The networking module is written on raw sockets (TcpListener/TcpClient) with zero third-party dependencies.

  • Network Packet Layout: Packets are serialized into a sequential byte array containing a 12-byte header followed by the payload data:
    [ Type ID (4 bytes) ] [ Sender ID (4 bytes) ] [ Payload Length (4 bytes) ] [  Payload Data (N bytes)  ]
  • Registration & Serialization (PacketManager): Packets inherit INetworkPacket and implement custom Serialize/Deserialize methods using BinaryWriter/BinaryReader. They are mapped to unique integer IDs using a stable hashing function on the class name string.
  • Event Dispatching: Scripts subscribe to specific packet types asynchronously using the manager: PacketManager.Subscribe<T>((packet, senderId) => { ... }).

🛠️ Getting Started

To build and run this project, make sure you have the .NET 8.0 SDK (or newer) installed.

Step 1: File Setup

Organize the codebase according to the directory structure. Make sure you have a valid .obj model file (such as Blender's classic low-poly Suzanne — monkey.obj) located in your output execution directory.

Step 2: Build and Run

Navigate to your project directory and run:

dotnet run --configuration Release

(Running with the Release configuration is highly recommended to ensure maximum parallel performance on your CPU).

Step 3: Multiplayer Setup

When the console starts, choose your network role:

  1. Press S to host as a Server. The terminal will display your local IP and port. Share this with a client.
  2. On another machine (or another terminal instance), press C to connect as a Client, input the Server's IP address, and connect.

Default Controls:

  • W, A, S, D — Move camera (Forward, Left, Backward, Right).
  • Space / Left Shift — Fly Up / Down.
  • Arrow Keys — Look around (Pitch and Yaw rotations).
  • Ctrl + W, A, S, D, Space, Shift — Move the active light source.
  • + / - — Increase / Decrease light intensity.
  • T — Open multiplayer chat (Type message -> Enter to send, Esc to cancel).

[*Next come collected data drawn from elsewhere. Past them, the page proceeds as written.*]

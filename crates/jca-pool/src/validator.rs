//! Background scanners.
//!
//! [`ConnectionValidator`] and [`IdleConnectionRemover`] share one scheduler:
//! a dedicated thread sleeping on a condition variable until the soonest
//! registrant is due. Registering a pool with a shorter interval wakes the
//! thread so it reschedules. The registry is copy-on-write; a pass runs
//! against a snapshot with the lock released, so registrants may register or
//! unregister from inside their own pass.

use std::panic::{AssertUnwindSafe, catch_unwind};
use std::sync::Arc;
use std::thread::{self, JoinHandle};
use std::time::{Duration, Instant};

use parking_lot::{Condvar, Mutex, MutexGuard};

const MIN_INTERVAL: Duration = Duration::from_millis(1);

/// A pool whose free connections can be validated in the background.
pub trait ValidatingPool: Send + Sync {
    /// Validate the free connections that are due.
    fn validate_connections(&self);
}

/// A pool whose idle connections can be removed in the background.
pub trait IdleRemovalPool: Send + Sync {
    /// Destroy connections idle past the timeout.
    fn remove_idle_connections(&self);
}

struct Registration<P: ?Sized> {
    pool: Arc<P>,
    interval: Duration,
}

impl<P: ?Sized> Clone for Registration<P> {
    fn clone(&self) -> Self {
        Self {
            pool: Arc::clone(&self.pool),
            interval: self.interval,
        }
    }
}

struct ScannerState<P: ?Sized> {
    registry: Arc<Vec<Registration<P>>>,
    /// `None` while nothing is registered.
    interval: Option<Duration>,
    next_scan: Option<Instant>,
    shutdown: bool,
    passes: u64,
}

struct Shared<P: ?Sized> {
    state: Mutex<ScannerState<P>>,
    wake: Condvar,
}

struct PoolScanner<P: ?Sized + Send + Sync + 'static> {
    name: &'static str,
    shared: Arc<Shared<P>>,
    thread: Mutex<Option<JoinHandle<()>>>,
    action: fn(&P),
}

impl<P: ?Sized + Send + Sync + 'static> PoolScanner<P> {
    fn new(name: &'static str, action: fn(&P)) -> Self {
        Self {
            name,
            shared: Arc::new(Shared {
                state: Mutex::new(ScannerState {
                    registry: Arc::new(Vec::new()),
                    interval: None,
                    next_scan: None,
                    shutdown: false,
                    passes: 0,
                }),
                wake: Condvar::new(),
            }),
            thread: Mutex::new(None),
            action,
        }
    }

    fn register(&self, pool: Arc<P>, interval: Duration) {
        {
            let mut state = self.shared.state.lock();
            if state.shutdown {
                tracing::debug!(scanner = self.name, "ignoring registration after shutdown");
                return;
            }

            Arc::make_mut(&mut state.registry).push(Registration { pool, interval });

            let candidate = (interval / 2).max(MIN_INTERVAL);
            let interval = state.interval.map_or(candidate, |current| current.min(candidate));
            state.interval = Some(interval);

            let next = Instant::now() + interval;
            if state.next_scan.is_none_or(|scheduled| next < scheduled) {
                state.next_scan = Some(next);
                self.shared.wake.notify_one();
            }

            tracing::debug!(
                scanner = self.name,
                pools = state.registry.len(),
                interval_ms = interval.as_millis() as u64,
                "pool registered"
            );
        }
        self.ensure_started();
    }

    fn unregister(&self, pool: &Arc<P>) {
        let mut state = self.shared.state.lock();
        let before = state.registry.len();
        Arc::make_mut(&mut state.registry)
            .retain(|r| !std::ptr::addr_eq(Arc::as_ptr(&r.pool), Arc::as_ptr(pool)));
        if state.registry.len() == before {
            return;
        }

        state.interval = state
            .registry
            .iter()
            .map(|r| (r.interval / 2).max(MIN_INTERVAL))
            .min();
        if state.interval.is_none() {
            state.next_scan = None;
        }

        tracing::debug!(
            scanner = self.name,
            pools = state.registry.len(),
            "pool unregistered"
        );
    }

    fn ensure_started(&self) {
        let mut thread = self.thread.lock();
        if thread.is_some() {
            return;
        }

        let shared = Arc::clone(&self.shared);
        let name = self.name;
        let action = self.action;
        match thread::Builder::new()
            .name(format!("jca-{name}"))
            .spawn(move || run(name, &shared, action))
        {
            Ok(handle) => {
                tracing::info!(scanner = name, "background scanner started");
                *thread = Some(handle);
            }
            Err(e) => {
                tracing::warn!(scanner = name, error = %e, "failed to start background scanner");
            }
        }
    }

    fn interval(&self) -> Option<Duration> {
        self.shared.state.lock().interval
    }

    fn passes(&self) -> u64 {
        self.shared.state.lock().passes
    }

    fn pool_count(&self) -> usize {
        self.shared.state.lock().registry.len()
    }

    fn is_running(&self) -> bool {
        self.thread.lock().is_some() && !self.shared.state.lock().shutdown
    }

    fn shutdown(&self) {
        {
            let mut state = self.shared.state.lock();
            if state.shutdown {
                return;
            }
            state.shutdown = true;
            state.registry = Arc::new(Vec::new());
            state.interval = None;
            state.next_scan = None;
            self.shared.wake.notify_all();
        }

        let Some(handle) = self.thread.lock().take() else {
            return;
        };
        if handle.thread().id() == thread::current().id() {
            return;
        }
        if handle.join().is_err() {
            tracing::warn!(scanner = self.name, "background scanner panicked");
        }
        tracing::info!(scanner = self.name, "background scanner stopped");
    }
}

impl<P: ?Sized + Send + Sync + 'static> Drop for PoolScanner<P> {
    fn drop(&mut self) {
        self.shutdown();
    }
}

fn run<P: ?Sized + Send + Sync>(name: &'static str, shared: &Shared<P>, action: fn(&P)) {
    let mut state = shared.state.lock();
    loop {
        if state.shutdown {
            break;
        }
        match state.next_scan {
            Some(at) => {
                shared.wake.wait_until(&mut state, at);
            }
            None => shared.wake.wait(&mut state),
        }
        if state.shutdown {
            break;
        }
        if state.registry.is_empty() {
            state.next_scan = None;
            continue;
        }

        // Registrants may drop their last reference inside the pass; release
        // the snapshot before relocking.
        let snapshot = Arc::clone(&state.registry);
        MutexGuard::unlocked(&mut state, move || {
            scan(name, &snapshot, action);
            drop(snapshot);
        });

        state.passes += 1;
        state.next_scan = state.interval.map(|interval| Instant::now() + interval);
    }
}

fn scan<P: ?Sized>(name: &'static str, registry: &[Registration<P>], action: fn(&P)) {
    for registration in registry {
        let pool = &*registration.pool;
        if catch_unwind(AssertUnwindSafe(|| action(pool))).is_err() {
            tracing::warn!(scanner = name, "pool scan panicked; continuing with the next pool");
        }
    }
}

/// Background validation of free connections.
///
/// Runs [`ValidatingPool::validate_connections`] on every registered pool.
/// The wake interval is the minimum over half of each registrant's
/// validation interval.
///
/// ```rust,ignore
/// let validator = Arc::new(ConnectionValidator::new());
/// let pool = Pool::builder()
///     .factory(factory)
///     .background_validation(Duration::from_secs(60))
///     .validator(Arc::clone(&validator))
///     .build()?;
/// ```
pub struct ConnectionValidator {
    scanner: PoolScanner<dyn ValidatingPool>,
}

impl ConnectionValidator {
    /// Create a validator. Its thread starts on first registration.
    #[must_use]
    pub fn new() -> Self {
        Self {
            scanner: PoolScanner::<dyn ValidatingPool>::new("validator", |pool| {
                pool.validate_connections();
            }),
        }
    }

    /// Register a pool validated every `interval`.
    pub fn register_pool(&self, pool: Arc<dyn ValidatingPool>, interval: Duration) {
        self.scanner.register(pool, interval);
    }

    /// Remove a pool from the registry.
    pub fn unregister_pool(&self, pool: &Arc<dyn ValidatingPool>) {
        self.scanner.unregister(pool);
    }

    /// Current wake interval, `None` when nothing is registered.
    #[must_use]
    pub fn interval(&self) -> Option<Duration> {
        self.scanner.interval()
    }

    /// Number of completed passes.
    #[must_use]
    pub fn passes(&self) -> u64 {
        self.scanner.passes()
    }

    /// Number of registered pools.
    #[must_use]
    pub fn pool_count(&self) -> usize {
        self.scanner.pool_count()
    }

    /// Whether the background thread is running.
    #[must_use]
    pub fn is_running(&self) -> bool {
        self.scanner.is_running()
    }

    /// Stop the background thread. Later registrations are ignored.
    pub fn shutdown(&self) {
        self.scanner.shutdown();
    }
}

impl Default for ConnectionValidator {
    fn default() -> Self {
        Self::new()
    }
}

/// Background removal of idle connections.
///
/// Same scheduling as [`ConnectionValidator`], driving
/// [`IdleRemovalPool::remove_idle_connections`].
pub struct IdleConnectionRemover {
    scanner: PoolScanner<dyn IdleRemovalPool>,
}

impl IdleConnectionRemover {
    /// Create a remover. Its thread starts on first registration.
    #[must_use]
    pub fn new() -> Self {
        Self {
            scanner: PoolScanner::<dyn IdleRemovalPool>::new("idle-remover", |pool| {
                pool.remove_idle_connections();
            }),
        }
    }

    /// Register a pool whose connections time out after `idle_timeout`.
    pub fn register_pool(&self, pool: Arc<dyn IdleRemovalPool>, idle_timeout: Duration) {
        self.scanner.register(pool, idle_timeout);
    }

    /// Remove a pool from the registry.
    pub fn unregister_pool(&self, pool: &Arc<dyn IdleRemovalPool>) {
        self.scanner.unregister(pool);
    }

    /// Current wake interval, `None` when nothing is registered.
    #[must_use]
    pub fn interval(&self) -> Option<Duration> {
        self.scanner.interval()
    }

    /// Number of completed passes.
    #[must_use]
    pub fn passes(&self) -> u64 {
        self.scanner.passes()
    }

    /// Number of registered pools.
    #[must_use]
    pub fn pool_count(&self) -> usize {
        self.scanner.pool_count()
    }

    /// Stop the background thread.
    pub fn shutdown(&self) {
        self.scanner.shutdown();
    }
}

impl Default for IdleConnectionRemover {
    fn default() -> Self {
        Self::new()
    }
}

🐧 Running Native High-Performance Input on Linux

To enable hardware-level polling with zero input stuttering and smooth multi-key registration (e.g., strafing with W+A), the engine will automatically try to spin up native polling (LibX11).

Follow these steps to ensure native performance on Unix-based systems:

On Linux (Wayland vs. X11 Bypass)

Modern Linux distributions (like Ubuntu 22.04+ or Fedora) run on Wayland by default. Wayland isolates window sessions for security, blocking global X11 polling. The engine automatically detects Wayland and falls back to safe console-buffering (DotNetInputProvider).

To force the high-performance LibX11 polling on a Wayland system:

  1. The Terminal Server Trap: GNOME Terminal operates via a background server-daemon. Standard commands to bypass Wayland are ignored by the background server, which stays in Wayland.
  2. The Solution: Use a standalone terminal emulator (like xterm) forced to run via XWayland [1.2.2]:
    sudo apt install xterm
    WAYLAND_DISPLAY= xterm
  3. Inside the newly opened xterm window, navigate to your project directory and run dotnet run. The engine will successfully bind to LibX11InputProvider.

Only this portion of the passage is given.